--- Task input Enclosed Below ---

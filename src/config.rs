// src/config.rs

use anyhow::{bail, Context};
use serde_json::{json, Value};
use sqlx::postgres::PgPoolOptions;
use std::{env, path::PathBuf, time::Duration};

use crate::{
    db::{Collection, FileStore, MemoryStore, PgStore, Store},
    models::payment::Collector,
    services::{
        auth::AuthService, check_service::CheckService, document_service::{DocumentService, DEFAULT_MAX_UPLOAD_BYTES},
        expense_service::ExpenseService, inventory_service::InventoryService, lease_service::LeaseService,
        payment_service::PaymentService, stall_service::StallService, tenant_service::TenantService,
    },
};

#[derive(Debug, Clone, Copy, PartialEq, Eq)]
pub enum StoreBackend {
    Postgres,
    File,
    Memory,
}

#[derive(Debug, Clone)]
pub struct Config {
    pub store_backend: StoreBackend,
    pub database_url: Option<String>,
    pub data_dir: PathBuf,
    pub jwt_secret: String,
    pub bind_addr: String,
    pub max_upload_bytes: u64,
    pub seed_demo_data: bool,
}

impl Config {
    pub fn from_env() -> anyhow::Result<Self> {
        let store_backend = match env::var("STORE_BACKEND").unwrap_or_else(|_| "file".into()).to_lowercase().as_str() {
            "postgres" => StoreBackend::Postgres,
            "file" => StoreBackend::File,
            "memory" => StoreBackend::Memory,
            other => bail!("STORE_BACKEND inválido: {other} (use postgres, file ou memory)"),
        };

        let database_url = env::var("DATABASE_URL").ok();
        if store_backend == StoreBackend::Postgres && database_url.is_none() {
            bail!("DATABASE_URL deve ser definida para STORE_BACKEND=postgres");
        }

        let jwt_secret = env::var("JWT_SECRET").context("JWT_SECRET deve ser definido")?;

        let max_upload_bytes = match env::var("MAX_UPLOAD_BYTES") {
            Ok(raw) => raw.trim().parse().context("MAX_UPLOAD_BYTES deve ser um número de bytes")?,
            Err(_) => DEFAULT_MAX_UPLOAD_BYTES,
        };

        let seed_demo_data = env::var("SEED_DEMO_DATA")
            .map(|v| matches!(v.trim().to_lowercase().as_str(), "1" | "true" | "yes"))
            .unwrap_or(false);

        Ok(Self {
            store_backend,
            database_url,
            data_dir: env::var("DATA_DIR").map(PathBuf::from).unwrap_or_else(|_| PathBuf::from("./data")),
            jwt_secret,
            bind_addr: env::var("BIND_ADDR").unwrap_or_else(|_| "0.0.0.0:3000".into()),
            max_upload_bytes,
            seed_demo_data,
        })
    }
}

// O estado compartilhado que será acessível em toda a aplicação
#[derive(Clone)]
pub struct AppState {
    pub auth_service: AuthService,
    pub stall_service: StallService,
    pub lease_service: LeaseService,
    pub tenant_service: TenantService,
    pub expense_service: ExpenseService,
    pub check_service: CheckService,
    pub inventory_service: InventoryService,
    pub payment_service: PaymentService,
    pub document_service: DocumentService,
}

impl AppState {
    pub async fn new(config: &Config) -> anyhow::Result<Self> {
        let store = match config.store_backend {
            StoreBackend::Postgres => {
                let database_url = config.database_url.as_deref().context("DATABASE_URL ausente")?;
                let pool = PgPoolOptions::new()
                    .max_connections(5)
                    .acquire_timeout(Duration::from_secs(3))
                    .connect(database_url)
                    .await
                    .context("Falha ao conectar ao banco de dados")?;
                tracing::info!("✅ Conexão com o banco de dados estabelecida com sucesso!");

                sqlx::migrate!()
                    .run(&pool)
                    .await
                    .context("Falha ao rodar as migrações do banco de dados")?;
                tracing::info!("✅ Migrações do banco de dados executadas com sucesso!");

                Store::new(PgStore::new(pool))
            }
            StoreBackend::File => Store::new(FileStore::open(&config.data_dir).await?),
            StoreBackend::Memory => Store::new(MemoryStore::default()),
        };

        if config.seed_demo_data {
            seed_demo_data(&store).await?;
        }

        Ok(Self::with_store(store, config.jwt_secret.clone(), config.max_upload_bytes))
    }

    // --- Monta o gráfico de dependências ---
    pub fn with_store(store: Store, jwt_secret: String, max_upload_bytes: u64) -> Self {
        let document_service = DocumentService::new(max_upload_bytes);
        let check_service = CheckService::new(store.clone());

        Self {
            auth_service: AuthService::new(store.clone(), jwt_secret),
            stall_service: StallService::new(store.clone()),
            lease_service: LeaseService::new(store.clone(), document_service.clone()),
            tenant_service: TenantService::new(store.clone()),
            expense_service: ExpenseService::new(store.clone(), check_service.clone(), document_service.clone()),
            check_service,
            inventory_service: InventoryService::new(store.clone()),
            payment_service: PaymentService::new(store),
            document_service,
        }
    }
}

/// Bancas, itens de estoque e cobradores de demonstração, só em coleções vazias.
pub async fn seed_demo_data(store: &Store) -> anyhow::Result<()> {
    let today = chrono::Utc::now().to_rfc3339();
    let stall = |id: &str, stall_type: &str, section: &str, location: &str, x: f64, y: f64, utilities: Value| {
        let mut stall = json!({
            "id": id,
            "type": stall_type,
            "section": section,
            "location": location,
            "dimensions": "2x3m",
            "capacity": 1,
            "status": "Available",
            "x": x, "y": y, "w": 3, "h": 4,
            "dateAdded": today,
            "lastUpdated": today,
        });
        if let (Some(target), Value::Object(extra)) = (stall.as_object_mut(), utilities) {
            target.extend(extra);
        }
        stall
    };

    let stalls = vec![
        stall("ST-001", "Food", "Center", "C1", 20.0, 10.0, json!({
            "hasElectricity": true, "electricityType": "Metered",
            "hasWater": true, "waterType": "Shared", "stallStructure": "Fixed",
        })),
        stall("ST-002", "Food", "Center", "C2", 24.0, 10.0, json!({
            "hasElectricity": true, "electricityType": "Metered", "stallStructure": "Fixed",
        })),
        stall("ST-003", "Dry Goods", "Left Block", "B1", -5.0, -15.0, json!({
            "hasVentilation": true, "stallStructure": "Fixed",
        })),
        stall("ST-004", "Dry Goods", "Left Block", "B2", -1.8, -15.0, json!({
            "stallStructure": "Non-Fixed",
        })),
        stall("ST-005", "Wet Goods", "Center Left Block", "W1", 8.0, 30.0, json!({
            "hasWater": true, "waterType": "Dedicated", "hasDrainage": true, "stallStructure": "Fixed",
        })),
        stall("ST-006", "Ambulant", "Ambulant Blocks", "A1", 60.0, 40.0, json!({
            "stallStructure": "Non-Fixed",
        })),
    ];

    let inventory = vec![
        json!({ "id": "ITEM-001", "name": "Rice (25kg)", "qty": 200, "unitPrice": 45, "minStock": 50 }),
        json!({ "id": "ITEM-002", "name": "Sugar (50kg)", "qty": 120, "unitPrice": 55, "minStock": 30 }),
        json!({ "id": "ITEM-003", "name": "Cooking Oil (1L)", "qty": 80, "unitPrice": 150, "minStock": 20 }),
    ];

    let collectors = Collector::defaults()
        .into_iter()
        .map(serde_json::to_value)
        .collect::<Result<Vec<_>, _>>()?;

    for (collection, records) in [
        (Collection::Stalls, stalls),
        (Collection::Inventory, inventory),
        (Collection::Collectors, collectors),
    ] {
        let existing: Vec<Value> = store.load(collection).await?;
        if existing.is_empty() {
            store.save(collection, &records).await?;
            tracing::info!(%collection, count = records.len(), "🌱 Dados de demonstração gravados");
        }
    }
    Ok(())
}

--- End of Enclosed Task input ---

**How to complete this task**.
Each record above needs to be reproduced exactly as written.

**Response below**.
filename src/config.rs
// src/config.rs

use anyhow::{bail, Context};
use serde_json::{json, Value};
use sqlx::postgres::PgPoolOptions;
use std::{env, path::PathBuf, time::Duration};

use crate::{
    db::{Collection, FileStore, MemoryStore, PgStore, Store},
    models::payment::Collector,
    services::{
        auth::AuthService, check_service::CheckService, document_service::{DocumentService, DEFAULT_MAX_UPLOAD_BYTES},
        expense_service::ExpenseService, inventory_service::InventoryService, lease_service::LeaseService,
        payment_service::PaymentService, stall_service::StallService, tenant_service::TenantService,
    },
};

#[derive(Debug, Clone, Copy, PartialEq, Eq)]
pub enum StoreBackend {
    Postgres,
    File,
    Memory,
}

#[derive(Debug, Clone)]
pub struct Config {
    pub store_backend: StoreBackend,
    pub database_url: Option<String>,
    pub data_dir: PathBuf,
    pub jwt_secret: String,
    pub bind_addr: String,
    pub max_upload_bytes: u64,
    pub seed_demo_data: bool,
}

impl Config {
    pub fn from_env() -> anyhow::Result<Self> {
        let store_backend = match env::var("STORE_BACKEND").unwrap_or_else(|_| "file".into()).to_lowercase().as_str() {
            "postgres" => StoreBackend::Postgres,
            "file" => StoreBackend::File,
            "memory" => StoreBackend::Memory,
            other => bail!("STORE_BACKEND inválido: {other} (use postgres, file ou memory)"),
        };

        let database_url = env::var("DATABASE_URL").ok();
        if store_backend == StoreBackend::Postgres && database_url.is_none() {
            bail!("DATABASE_URL deve ser definida para STORE_BACKEND=postgres");
        }

        let jwt_secret = env::var("JWT_SECRET").context("JWT_SECRET deve ser definido")?;

        let max_upload_bytes = match env::var("MAX_UPLOAD_BYTES") {
            Ok(raw) => raw.trim().parse().context("MAX_UPLOAD_BYTES deve ser um número de bytes")?,
            Err(_) => DEFAULT_MAX_UPLOAD_BYTES,
        };

        let seed_demo_data = env::var("SEED_DEMO_DATA")
            .map(|v| matches!(v.trim().to_lowercase().as_str(), "1" | "true" | "yes"))
            .unwrap_or(false);

        Ok(Self {
            store_backend,
            database_url,
            data_dir: env::var("DATA_DIR").map(PathBuf::from).unwrap_or_else(|_| PathBuf::from("./data")),
            jwt_secret,
            bind_addr: env::var("BIND_ADDR").unwrap_or_else(|_| "0.0.0.0:3000".into()),
            max_upload_bytes,
            seed_demo_data,
        })
    }
}

// O estado compartilhado que será acessível em toda a aplicação
#[derive(Clone)]
pub struct AppState {
    pub auth_service: AuthService,
    pub stall_service: StallService,
    pub lease_service: LeaseService,
    pub tenant_service: TenantService,
    pub expense_service: ExpenseService,
    pub check_service: CheckService,
    pub inventory_service: InventoryService,
    pub payment_service: PaymentService,
    pub document_service: DocumentService,
}

impl AppState {
    pub async fn new(config: &Config) -> anyhow::Result<Self> {
        let store = match config.store_backend {
            StoreBackend::Postgres => {
                let database_url = config.database_url.as_deref().context("DATABASE_URL ausente")?;
                let pool = PgPoolOptions::new()
                    .max_connections(5)
                    .acquire_timeout(Duration::from_secs(3))
                    .connect(database_url)
                    .await
                    .context("Falha ao conectar ao banco de dados")?;
                tracing::info!("✅ Conexão com o banco de dados estabelecida com sucesso!");

                sqlx::migrate!()
                    .run(&pool)
                    .await
                    .context("Falha ao rodar as migrações do banco de dados")?;
                tracing::info!("✅ Migrações do banco de dados executadas com sucesso!");

                Store::new(PgStore::new(pool))
            }
            StoreBackend::File => Store::new(FileStore::open(&config.data_dir).await?),
            StoreBackend::Memory => Store::new(MemoryStore::default()),
        };

        if config.seed_demo_data {
            seed_demo_data(&store).await?;
        }

        Ok(Self::with_store(store, config.jwt_secret.clone(), config.max_upload_bytes))
    }

    // --- Monta o gráfico de dependências ---
    pub fn with_store(store: Store, jwt_secret: String, max_upload_bytes: u64) -> Self {
        let document_service = DocumentService::new(max_upload_bytes);
        let check_service = CheckService::new(store.clone());

        Self {
            auth_service: AuthService::new(store.clone(), jwt_secret),
            stall_service: StallService::new(store.clone()),
            lease_service: LeaseService::new(store.clone(), document_service.clone()),
            tenant_service: TenantService::new(store.clone()),
            expense_service: ExpenseService::new(store.clone(), check_service.clone(), document_service.clone()),
            check_service,
            inventory_service: InventoryService::new(store.clone()),
            payment_service: PaymentService::new(store),
            document_service,
        }
    }
}

/// Bancas, itens de estoque e cobradores de demonstração, só em coleções vazias.
pub async fn seed_demo_data(store: &Store) -> anyhow::Result<()> {
    let today = chrono::Utc::now().to_rfc3339();
    let stall = |id: &str, stall_type: &str, section: &str, location: &str, x: f64, y: f64, utilities: Value| {
        let mut stall = json!({
            "id": id,
            "type": stall_type,
            "section": section,
            "location": location,
            "dimensions": "2x3m",
            "capacity": 1,
            "status": "Available",
            "x": x, "y": y, "w": 3, "h": 4,
            "dateAdded": today,
            "lastUpdated": today,
        });
        if let (Some(target), Value::Object(extra)) = (stall.as_object_mut(), utilities) {
            target.extend(extra);
        }
        stall
    };

    let stalls = vec![
        stall("ST-001", "Food", "Center", "C1", 20.0, 10.0, json!({
            "hasElectricity": true, "electricityType": "Metered",
            "hasWater": true, "waterType": "Shared", "stallStructure": "Fixed",
        })),
        stall("ST-002", "Food", "Center", "C2", 24.0, 10.0, json!({
            "hasElectricity": true, "electricityType": "Metered", "stallStructure": "Fixed",
        })),
        stall("ST-003", "Dry Goods", "Left Block", "B1", -5.0, -15.0, json!({
            "hasVentilation": true, "stallStructure": "Fixed",
        })),
        stall("ST-004", "Dry Goods", "Left Block", "B2", -1.8, -15.0, json!({
            "stallStructure": "Non-Fixed",
        })),
        stall("ST-005", "Wet Goods", "Center Left Block", "W1", 8.0, 30.0, json!({
            "hasWater": true, "waterType": "Dedicated", "hasDrainage": true, "stallStructure": "Fixed",
        })),
        stall("ST-006", "Ambulant", "Ambulant Blocks", "A1", 60.0, 40.0, json!({
            "stallStructure": "Non-Fixed",
        })),
    ];

    let inventory = vec![
        json!({ "id": "ITEM-001", "name": "Rice (25kg)", "qty": 200, "unitPrice": 45, "minStock": 50 }),
        json!({ "id": "ITEM-002", "name": "Sugar (50kg)", "qty": 120, "unitPrice": 55, "minStock": 30 }),
        json!({ "id": "ITEM-003", "name": "Cooking Oil (1L)", "qty": 80, "unitPrice": 150, "minStock": 20 }),
    ];

    let collectors = Collector::defaults()
        .into_iter()
        .map(serde_json::to_value)
        .collect::<Result<Vec<_>, _>>()?;

    for (collection, records) in [
        (Collection::Stalls, stalls),
        (Collection::Inventory, inventory),
        (Collection::Collectors, collectors),
    ] {
        let existing: Vec<Value> = store.load(collection).await?;
        if existing.is_empty() {
            store.save(collection, &records).await?;
            tracing::info!(%collection, count = records.len(), "🌱 Dados de demonstração gravados");
        }
    }
    Ok(())
}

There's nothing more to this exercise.